Stored records
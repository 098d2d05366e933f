//! Routing of resolved steps to backend executors.

use log::debug;

use crate::{
    backend::{BackendError, BackendExecutor, HttpExecutor, LocalCallExecutor, MessageExecutor},
    config::EndpointConfig,
    scenario::BackendKind,
};

/// Holds one executor per [`BackendKind`] and the endpoint used to qualify
/// relative REST targets.
///
/// # Examples
///
/// ```
/// use stepwright::{
///     backend::{LocalCallExecutor, LocalCallRegistry},
///     config::EndpointConfig,
///     dispatch::StepDispatcher,
///     scenario::BackendKind,
/// };
///
/// let registry = LocalCallRegistry::new();
/// let dispatcher = StepDispatcher::new(EndpointConfig::new("http://svc", 9000, "/api"))
///     .with_local(LocalCallExecutor::new(registry));
/// assert_eq!(
///     dispatcher.target_for(BackendKind::Rest, "/users/1"),
///     "http://svc:9000/api/users/1"
/// );
/// ```
#[derive(Clone, Default)]
pub struct StepDispatcher<H = HttpExecutor, L = LocalCallExecutor, M = MessageExecutor> {
    endpoint: EndpointConfig,
    http: H,
    local: L,
    message: M,
}

impl StepDispatcher {
    /// Create a dispatcher with the default executors and no broker.
    #[must_use]
    pub fn new(endpoint: EndpointConfig) -> Self {
        Self {
            endpoint,
            ..Self::default()
        }
    }
}

impl<H, L, M> StepDispatcher<H, L, M> {
    /// Replace the REST executor.
    #[must_use]
    pub fn with_http<H2>(self, http: H2) -> StepDispatcher<H2, L, M> {
        StepDispatcher {
            endpoint: self.endpoint,
            http,
            local: self.local,
            message: self.message,
        }
    }

    /// Replace the in-process executor.
    #[must_use]
    pub fn with_local<L2>(self, local: L2) -> StepDispatcher<H, L2, M> {
        StepDispatcher {
            endpoint: self.endpoint,
            http: self.http,
            local,
            message: self.message,
        }
    }

    /// Replace the broker executor.
    #[must_use]
    pub fn with_message<M2>(self, message: M2) -> StepDispatcher<H, L, M2> {
        StepDispatcher {
            endpoint: self.endpoint,
            http: self.http,
            local: self.local,
            message,
        }
    }

    /// Endpoint used for relative REST targets.
    #[must_use]
    pub fn endpoint(&self) -> &EndpointConfig { &self.endpoint }

    /// Executor for in-process targets.
    #[must_use]
    pub fn local(&self) -> &L { &self.local }

    /// Final target for a resolved target template.
    ///
    /// Relative REST targets are qualified against the endpoint; other
    /// targets are returned unchanged.
    #[must_use]
    pub fn target_for(&self, kind: BackendKind, resolved: &str) -> String {
        match kind {
            BackendKind::Rest => self.endpoint.qualify(resolved),
            BackendKind::LocalCall | BackendKind::Message => resolved.to_owned(),
        }
    }
}

impl<H, L, M> StepDispatcher<H, L, M>
where
    H: BackendExecutor,
    L: BackendExecutor,
    M: BackendExecutor,
{
    /// Send a step to the executor for `kind`.
    ///
    /// `target` must already have passed through [`Self::target_for`].
    ///
    /// # Errors
    ///
    /// Propagates the executor's [`BackendError`].
    pub async fn dispatch(
        &self,
        kind: BackendKind,
        target: &str,
        operation: &str,
        request: &str,
    ) -> Result<String, BackendError> {
        debug!("dispatching {operation} {target} to {kind:?} backend");
        match kind {
            BackendKind::Rest => self.http.execute(target, operation, request).await,
            BackendKind::LocalCall => self.local.execute(target, operation, request).await,
            BackendKind::Message => self.message.execute(target, operation, request).await,
        }
    }
}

* EXERCISE AIM
Retype the records that precede this task, keeping them exactly the same.

* WRITTEN ANSWER
repository 098d2d05366e933f
//! Routing of resolved steps to backend executors.

use log::debug;

use crate::{
    backend::{BackendError, BackendExecutor, HttpExecutor, LocalCallExecutor, MessageExecutor},
    config::EndpointConfig,
    scenario::BackendKind,
};

/// Holds one executor per [`BackendKind`] and the endpoint used to qualify
/// relative REST targets.
///
/// # Examples
///
/// ```
/// use stepwright::{
///     backend::{LocalCallExecutor, LocalCallRegistry},
///     config::EndpointConfig,
///     dispatch::StepDispatcher,
///     scenario::BackendKind,
/// };
///
/// let registry = LocalCallRegistry::new();
/// let dispatcher = StepDispatcher::new(EndpointConfig::new("http://svc", 9000, "/api"))
///     .with_local(LocalCallExecutor::new(registry));
/// assert_eq!(
///     dispatcher.target_for(BackendKind::Rest, "/users/1"),
///     "http://svc:9000/api/users/1"
/// );
/// ```
#[derive(Clone, Default)]
pub struct StepDispatcher<H = HttpExecutor, L = LocalCallExecutor, M = MessageExecutor> {
    endpoint: EndpointConfig,
    http: H,
    local: L,
    message: M,
}

impl StepDispatcher {
    /// Create a dispatcher with the default executors and no broker.
    #[must_use]
    pub fn new(endpoint: EndpointConfig) -> Self {
        Self {
            endpoint,
            ..Self::default()
        }
    }
}

impl<H, L, M> StepDispatcher<H, L, M> {
    /// Replace the REST executor.
    #[must_use]
    pub fn with_http<H2>(self, http: H2) -> StepDispatcher<H2, L, M> {
        StepDispatcher {
            endpoint: self.endpoint,
            http,
            local: self.local,
            message: self.message,
        }
    }

    /// Replace the in-process executor.
    #[must_use]
    pub fn with_local<L2>(self, local: L2) -> StepDispatcher<H, L2, M> {
        StepDispatcher {
            endpoint: self.endpoint,
            http: self.http,
            local,
            message: self.message,
        }
    }

    /// Replace the broker executor.
    #[must_use]
    pub fn with_message<M2>(self, message: M2) -> StepDispatcher<H, L, M2> {
        StepDispatcher {
            endpoint: self.endpoint,
            http: self.http,
            local: self.local,
            message,
        }
    }

    /// Endpoint used for relative REST targets.
    #[must_use]
    pub fn endpoint(&self) -> &EndpointConfig { &self.endpoint }

    /// Executor for in-process targets.
    #[must_use]
    pub fn local(&self) -> &L { &self.local }

    /// Final target for a resolved target template.
    ///
    /// Relative REST targets are qualified against the endpoint; other
    /// targets are returned unchanged.
    #[must_use]
    pub fn target_for(&self, kind: BackendKind, resolved: &str) -> String {
        match kind {
            BackendKind::Rest => self.endpoint.qualify(resolved),
            BackendKind::LocalCall | BackendKind::Message => resolved.to_owned(),
        }
    }
}

impl<H, L, M> StepDispatcher<H, L, M>
where
    H: BackendExecutor,
    L: BackendExecutor,
    M: BackendExecutor,
{
    /// Send a step to the executor for `kind`.
    ///
    /// `target` must already have passed through [`Self::target_for`].
    ///
    /// # Errors
    ///
    /// Propagates the executor's [`BackendError`].
    pub async fn dispatch(
        &self,
        kind: BackendKind,
        target: &str,
        operation: &str,
        request: &str,
    ) -> Result<String, BackendError> {
        debug!("dispatching {operation} {target} to {kind:?} backend");
        match kind {
            BackendKind::Rest => self.http.execute(target, operation, request).await,
            BackendKind::LocalCall => self.local.execute(target, operation, request).await,
            BackendKind::Message => self.message.execute(target, operation, request).await,
        }
    }
}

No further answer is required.